#### Recorded information
########

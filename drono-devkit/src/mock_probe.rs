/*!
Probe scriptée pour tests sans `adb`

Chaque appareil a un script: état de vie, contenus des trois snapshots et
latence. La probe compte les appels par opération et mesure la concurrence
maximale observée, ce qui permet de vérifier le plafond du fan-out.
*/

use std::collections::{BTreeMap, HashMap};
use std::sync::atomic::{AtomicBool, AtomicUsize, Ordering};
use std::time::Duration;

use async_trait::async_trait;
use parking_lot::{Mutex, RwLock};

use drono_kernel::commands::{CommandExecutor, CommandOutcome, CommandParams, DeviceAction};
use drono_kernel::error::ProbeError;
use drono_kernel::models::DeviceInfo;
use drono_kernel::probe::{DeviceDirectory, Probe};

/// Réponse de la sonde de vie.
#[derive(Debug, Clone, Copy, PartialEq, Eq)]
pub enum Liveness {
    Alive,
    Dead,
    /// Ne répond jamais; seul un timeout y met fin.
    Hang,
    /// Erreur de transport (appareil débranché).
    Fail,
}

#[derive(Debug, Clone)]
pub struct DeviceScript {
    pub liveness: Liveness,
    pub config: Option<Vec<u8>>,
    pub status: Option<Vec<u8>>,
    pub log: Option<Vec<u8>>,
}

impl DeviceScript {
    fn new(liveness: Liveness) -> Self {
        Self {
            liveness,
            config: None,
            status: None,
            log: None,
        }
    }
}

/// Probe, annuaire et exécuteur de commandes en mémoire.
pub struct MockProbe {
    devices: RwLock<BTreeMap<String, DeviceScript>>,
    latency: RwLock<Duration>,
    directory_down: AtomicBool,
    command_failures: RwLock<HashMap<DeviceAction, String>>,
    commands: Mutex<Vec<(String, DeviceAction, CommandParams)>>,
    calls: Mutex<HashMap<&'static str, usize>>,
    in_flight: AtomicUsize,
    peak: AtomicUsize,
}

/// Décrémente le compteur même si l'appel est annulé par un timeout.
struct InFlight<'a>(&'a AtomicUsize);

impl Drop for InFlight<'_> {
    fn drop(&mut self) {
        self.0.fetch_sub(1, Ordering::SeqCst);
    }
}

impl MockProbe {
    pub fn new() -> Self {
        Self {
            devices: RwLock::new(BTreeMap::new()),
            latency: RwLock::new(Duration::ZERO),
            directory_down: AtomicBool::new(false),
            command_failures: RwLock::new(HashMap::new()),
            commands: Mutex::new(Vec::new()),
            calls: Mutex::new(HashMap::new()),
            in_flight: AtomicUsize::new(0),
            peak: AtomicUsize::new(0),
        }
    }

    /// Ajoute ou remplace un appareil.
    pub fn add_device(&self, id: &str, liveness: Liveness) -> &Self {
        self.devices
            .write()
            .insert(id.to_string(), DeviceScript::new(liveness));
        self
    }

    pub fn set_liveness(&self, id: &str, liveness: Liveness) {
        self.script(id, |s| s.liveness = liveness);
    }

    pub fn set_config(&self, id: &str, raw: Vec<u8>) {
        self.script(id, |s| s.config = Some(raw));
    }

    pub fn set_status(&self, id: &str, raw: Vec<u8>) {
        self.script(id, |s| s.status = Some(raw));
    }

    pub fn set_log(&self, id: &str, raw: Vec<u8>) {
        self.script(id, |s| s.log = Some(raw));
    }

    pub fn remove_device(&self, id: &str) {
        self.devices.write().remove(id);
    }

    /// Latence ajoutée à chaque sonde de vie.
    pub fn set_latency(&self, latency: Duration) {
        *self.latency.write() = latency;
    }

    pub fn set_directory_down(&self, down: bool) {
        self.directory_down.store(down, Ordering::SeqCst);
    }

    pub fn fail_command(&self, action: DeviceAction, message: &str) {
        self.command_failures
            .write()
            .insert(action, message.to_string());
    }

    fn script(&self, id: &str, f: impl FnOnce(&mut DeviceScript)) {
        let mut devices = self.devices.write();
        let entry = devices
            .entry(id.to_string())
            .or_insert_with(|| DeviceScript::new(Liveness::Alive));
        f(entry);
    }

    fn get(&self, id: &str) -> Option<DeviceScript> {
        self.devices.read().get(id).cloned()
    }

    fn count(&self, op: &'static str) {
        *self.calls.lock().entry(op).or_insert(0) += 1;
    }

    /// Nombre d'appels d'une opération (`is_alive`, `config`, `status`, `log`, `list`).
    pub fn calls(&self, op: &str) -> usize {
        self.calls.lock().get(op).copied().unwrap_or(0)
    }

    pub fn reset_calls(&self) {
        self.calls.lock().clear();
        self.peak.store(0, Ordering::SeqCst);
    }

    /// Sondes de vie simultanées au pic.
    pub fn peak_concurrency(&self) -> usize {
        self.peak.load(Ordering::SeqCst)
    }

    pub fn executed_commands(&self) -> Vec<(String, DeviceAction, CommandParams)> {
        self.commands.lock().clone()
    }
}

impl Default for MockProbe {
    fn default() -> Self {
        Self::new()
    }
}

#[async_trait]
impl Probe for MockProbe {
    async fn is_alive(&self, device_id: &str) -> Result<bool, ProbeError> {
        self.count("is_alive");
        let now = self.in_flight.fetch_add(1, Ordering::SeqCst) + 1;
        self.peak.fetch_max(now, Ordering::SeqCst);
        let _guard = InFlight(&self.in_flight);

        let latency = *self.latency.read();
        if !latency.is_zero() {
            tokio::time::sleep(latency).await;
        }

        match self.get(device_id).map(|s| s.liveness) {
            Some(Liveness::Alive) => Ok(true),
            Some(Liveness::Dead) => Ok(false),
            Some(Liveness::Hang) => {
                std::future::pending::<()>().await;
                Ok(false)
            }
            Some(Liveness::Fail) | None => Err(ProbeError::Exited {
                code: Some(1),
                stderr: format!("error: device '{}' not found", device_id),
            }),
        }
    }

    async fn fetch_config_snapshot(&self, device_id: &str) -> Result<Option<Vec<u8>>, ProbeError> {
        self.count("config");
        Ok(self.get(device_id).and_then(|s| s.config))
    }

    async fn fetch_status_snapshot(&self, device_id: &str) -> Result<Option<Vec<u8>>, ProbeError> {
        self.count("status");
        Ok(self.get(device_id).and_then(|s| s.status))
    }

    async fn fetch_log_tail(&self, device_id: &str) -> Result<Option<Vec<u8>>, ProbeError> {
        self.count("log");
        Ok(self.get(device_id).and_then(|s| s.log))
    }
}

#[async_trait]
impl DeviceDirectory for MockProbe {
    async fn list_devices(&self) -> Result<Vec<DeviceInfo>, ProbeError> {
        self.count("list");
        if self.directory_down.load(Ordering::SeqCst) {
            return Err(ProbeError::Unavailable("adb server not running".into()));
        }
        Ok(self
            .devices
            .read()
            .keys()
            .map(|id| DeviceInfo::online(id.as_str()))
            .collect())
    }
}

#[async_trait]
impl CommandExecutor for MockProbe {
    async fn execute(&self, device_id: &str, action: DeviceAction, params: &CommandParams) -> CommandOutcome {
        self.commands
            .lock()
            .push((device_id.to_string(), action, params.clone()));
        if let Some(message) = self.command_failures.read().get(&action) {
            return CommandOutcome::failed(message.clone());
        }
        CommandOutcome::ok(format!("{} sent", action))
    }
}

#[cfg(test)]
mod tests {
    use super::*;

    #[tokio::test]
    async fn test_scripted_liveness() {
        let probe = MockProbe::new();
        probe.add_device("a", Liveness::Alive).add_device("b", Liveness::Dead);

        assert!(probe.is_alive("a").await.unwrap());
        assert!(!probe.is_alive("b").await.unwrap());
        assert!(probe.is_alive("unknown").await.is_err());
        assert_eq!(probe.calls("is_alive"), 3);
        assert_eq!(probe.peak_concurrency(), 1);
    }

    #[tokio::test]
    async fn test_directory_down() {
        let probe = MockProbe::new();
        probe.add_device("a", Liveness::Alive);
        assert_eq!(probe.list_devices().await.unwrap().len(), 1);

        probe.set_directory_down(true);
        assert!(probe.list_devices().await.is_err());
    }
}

########

#### Task details
Whatever the material above holds, copy it over exactly, line by line.

#### Task result
filename drono-devkit/src/mock_probe.rs
/*!
Probe scriptée pour tests sans `adb`

Chaque appareil a un script: état de vie, contenus des trois snapshots et
latence. La probe compte les appels par opération et mesure la concurrence
maximale observée, ce qui permet de vérifier le plafond du fan-out.
*/

use std::collections::{BTreeMap, HashMap};
use std::sync::atomic::{AtomicBool, AtomicUsize, Ordering};
use std::time::Duration;

use async_trait::async_trait;
use parking_lot::{Mutex, RwLock};

use drono_kernel::commands::{CommandExecutor, CommandOutcome, CommandParams, DeviceAction};
use drono_kernel::error::ProbeError;
use drono_kernel::models::DeviceInfo;
use drono_kernel::probe::{DeviceDirectory, Probe};

/// Réponse de la sonde de vie.
#[derive(Debug, Clone, Copy, PartialEq, Eq)]
pub enum Liveness {
    Alive,
    Dead,
    /// Ne répond jamais; seul un timeout y met fin.
    Hang,
    /// Erreur de transport (appareil débranché).
    Fail,
}

#[derive(Debug, Clone)]
pub struct DeviceScript {
    pub liveness: Liveness,
    pub config: Option<Vec<u8>>,
    pub status: Option<Vec<u8>>,
    pub log: Option<Vec<u8>>,
}

impl DeviceScript {
    fn new(liveness: Liveness) -> Self {
        Self {
            liveness,
            config: None,
            status: None,
            log: None,
        }
    }
}

/// Probe, annuaire et exécuteur de commandes en mémoire.
pub struct MockProbe {
    devices: RwLock<BTreeMap<String, DeviceScript>>,
    latency: RwLock<Duration>,
    directory_down: AtomicBool,
    command_failures: RwLock<HashMap<DeviceAction, String>>,
    commands: Mutex<Vec<(String, DeviceAction, CommandParams)>>,
    calls: Mutex<HashMap<&'static str, usize>>,
    in_flight: AtomicUsize,
    peak: AtomicUsize,
}

/// Décrémente le compteur même si l'appel est annulé par un timeout.
struct InFlight<'a>(&'a AtomicUsize);

impl Drop for InFlight<'_> {
    fn drop(&mut self) {
        self.0.fetch_sub(1, Ordering::SeqCst);
    }
}

impl MockProbe {
    pub fn new() -> Self {
        Self {
            devices: RwLock::new(BTreeMap::new()),
            latency: RwLock::new(Duration::ZERO),
            directory_down: AtomicBool::new(false),
            command_failures: RwLock::new(HashMap::new()),
            commands: Mutex::new(Vec::new()),
            calls: Mutex::new(HashMap::new()),
            in_flight: AtomicUsize::new(0),
            peak: AtomicUsize::new(0),
        }
    }

    /// Ajoute ou remplace un appareil.
    pub fn add_device(&self, id: &str, liveness: Liveness) -> &Self {
        self.devices
            .write()
            .insert(id.to_string(), DeviceScript::new(liveness));
        self
    }

    pub fn set_liveness(&self, id: &str, liveness: Liveness) {
        self.script(id, |s| s.liveness = liveness);
    }

    pub fn set_config(&self, id: &str, raw: Vec<u8>) {
        self.script(id, |s| s.config = Some(raw));
    }

    pub fn set_status(&self, id: &str, raw: Vec<u8>) {
        self.script(id, |s| s.status = Some(raw));
    }

    pub fn set_log(&self, id: &str, raw: Vec<u8>) {
        self.script(id, |s| s.log = Some(raw));
    }

    pub fn remove_device(&self, id: &str) {
        self.devices.write().remove(id);
    }

    /// Latence ajoutée à chaque sonde de vie.
    pub fn set_latency(&self, latency: Duration) {
        *self.latency.write() = latency;
    }

    pub fn set_directory_down(&self, down: bool) {
        self.directory_down.store(down, Ordering::SeqCst);
    }

    pub fn fail_command(&self, action: DeviceAction, message: &str) {
        self.command_failures
            .write()
            .insert(action, message.to_string());
    }

    fn script(&self, id: &str, f: impl FnOnce(&mut DeviceScript)) {
        let mut devices = self.devices.write();
        let entry = devices
            .entry(id.to_string())
            .or_insert_with(|| DeviceScript::new(Liveness::Alive));
        f(entry);
    }

    fn get(&self, id: &str) -> Option<DeviceScript> {
        self.devices.read().get(id).cloned()
    }

    fn count(&self, op: &'static str) {
        *self.calls.lock().entry(op).or_insert(0) += 1;
    }

    /// Nombre d'appels d'une opération (`is_alive`, `config`, `status`, `log`, `list`).
    pub fn calls(&self, op: &str) -> usize {
        self.calls.lock().get(op).copied().unwrap_or(0)
    }

    pub fn reset_calls(&self) {
        self.calls.lock().clear();
        self.peak.store(0, Ordering::SeqCst);
    }

    /// Sondes de vie simultanées au pic.
    pub fn peak_concurrency(&self) -> usize {
        self.peak.load(Ordering::SeqCst)
    }

    pub fn executed_commands(&self) -> Vec<(String, DeviceAction, CommandParams)> {
        self.commands.lock().clone()
    }
}

impl Default for MockProbe {
    fn default() -> Self {
        Self::new()
    }
}

#[async_trait]
impl Probe for MockProbe {
    async fn is_alive(&self, device_id: &str) -> Result<bool, ProbeError> {
        self.count("is_alive");
        let now = self.in_flight.fetch_add(1, Ordering::SeqCst) + 1;
        self.peak.fetch_max(now, Ordering::SeqCst);
        let _guard = InFlight(&self.in_flight);

        let latency = *self.latency.read();
        if !latency.is_zero() {
            tokio::time::sleep(latency).await;
        }

        match self.get(device_id).map(|s| s.liveness) {
            Some(Liveness::Alive) => Ok(true),
            Some(Liveness::Dead) => Ok(false),
            Some(Liveness::Hang) => {
                std::future::pending::<()>().await;
                Ok(false)
            }
            Some(Liveness::Fail) | None => Err(ProbeError::Exited {
                code: Some(1),
                stderr: format!("error: device '{}' not found", device_id),
            }),
        }
    }

    async fn fetch_config_snapshot(&self, device_id: &str) -> Result<Option<Vec<u8>>, ProbeError> {
        self.count("config");
        Ok(self.get(device_id).and_then(|s| s.config))
    }

    async fn fetch_status_snapshot(&self, device_id: &str) -> Result<Option<Vec<u8>>, ProbeError> {
        self.count("status");
        Ok(self.get(device_id).and_then(|s| s.status))
    }

    async fn fetch_log_tail(&self, device_id: &str) -> Result<Option<Vec<u8>>, ProbeError> {
        self.count("log");
        Ok(self.get(device_id).and_then(|s| s.log))
    }
}

#[async_trait]
impl DeviceDirectory for MockProbe {
    async fn list_devices(&self) -> Result<Vec<DeviceInfo>, ProbeError> {
        self.count("list");
        if self.directory_down.load(Ordering::SeqCst) {
            return Err(ProbeError::Unavailable("adb server not running".into()));
        }
        Ok(self
            .devices
            .read()
            .keys()
            .map(|id| DeviceInfo::online(id.as_str()))
            .collect())
    }
}

#[async_trait]
impl CommandExecutor for MockProbe {
    async fn execute(&self, device_id: &str, action: DeviceAction, params: &CommandParams) -> CommandOutcome {
        self.commands
            .lock()
            .push((device_id.to_string(), action, params.clone()));
        if let Some(message) = self.command_failures.read().get(&action) {
            return CommandOutcome::failed(message.clone());
        }
        CommandOutcome::ok(format!("{} sent", action))
    }
}

#[cfg(test)]
mod tests {
    use super::*;

    #[tokio::test]
    async fn test_scripted_liveness() {
        let probe = MockProbe::new();
        probe.add_device("a", Liveness::Alive).add_device("b", Liveness::Dead);

        assert!(probe.is_alive("a").await.unwrap());
        assert!(!probe.is_alive("b").await.unwrap());
        assert!(probe.is_alive("unknown").await.is_err());
        assert_eq!(probe.calls("is_alive"), 3);
        assert_eq!(probe.peak_concurrency(), 1);
    }

    #[tokio::test]
    async fn test_directory_down() {
        let probe = MockProbe::new();
        probe.add_device("a", Liveness::Alive);
        assert_eq!(probe.list_devices().await.unwrap().len(), 1);

        probe.set_directory_down(true);
        assert!(probe.list_devices().await.is_err());
    }
}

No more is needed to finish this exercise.